When spring comes, everyone is happy. Jim and Tony help Mrs. Harling take care of her garden, and the kids play outside.
Summer is coming, which narrator-Jim says will change everything.
When boys and girls are supposed to grow up, he writes, nothing can stop them. Their parents often don't remember this.
In June Jim stops at the Harlings' to tell them that a dancing pavilion has come to town. Three Italian immigrants came to town and found a vacant lot to set up a tent for dancing. In the winter they work in Kansas City and in the summer they settle down in some farming town to teach dancing. Whenever business starts to slow down they just move on to another town.

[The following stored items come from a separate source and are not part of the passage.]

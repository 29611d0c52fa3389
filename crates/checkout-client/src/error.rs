use thiserror::Error;

/// Errors returned by the storefront backend client.
#[derive(Debug, Error)]
pub enum ClientError {
    /// Network or TLS failure from the underlying HTTP client.
    #[error("HTTP error: {0}")]
    Http(#[from] reqwest::Error),

    /// The backend rejected the request. `message` is shown to shoppers as-is.
    #[error("{message}")]
    Api { status: u16, message: String },

    /// The response body could not be deserialized into the expected type.
    #[error("JSON deserialization error for {context}: {source}")]
    Deserialize {
        context: String,
        #[source]
        source: serde_json::Error,
    },

    #[error("invalid backend URL \"{url}\": {reason}")]
    InvalidBaseUrl { url: String, reason: String },
}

Soon after the tent is put up everyone starts sending their kids there to learn how to dance. Mrs. Vanni, one of the three Italians, dresses very nicely and teaches the children. Her husband, Mr. Vanni, plays the harp for them.
Many of the mothers come and watch their children learn how to dance. Others come as spectators, and vendors start selling snacks there.
The Vannis are very organized and always close up on time.
Jim is glad that there's finally something to do other than sit on your porch all night. The girls finally have an excuse to wear new clothes. He wonders why they haven't had one of these before.
Dancing becomes the new fad in town. Everyone who pays to get in is welcome.
Jim goes to every Saturday night dance, when the pavilion is open until midnight. Everyone comes in, the country boys from the farms and the people from the town. Many of the hired girls are there – girls like Ántonia and Tiny and Lena who used to live on farms but have come to town to work. The town boys like to dance with them, even though their girlfriends don't like the idea.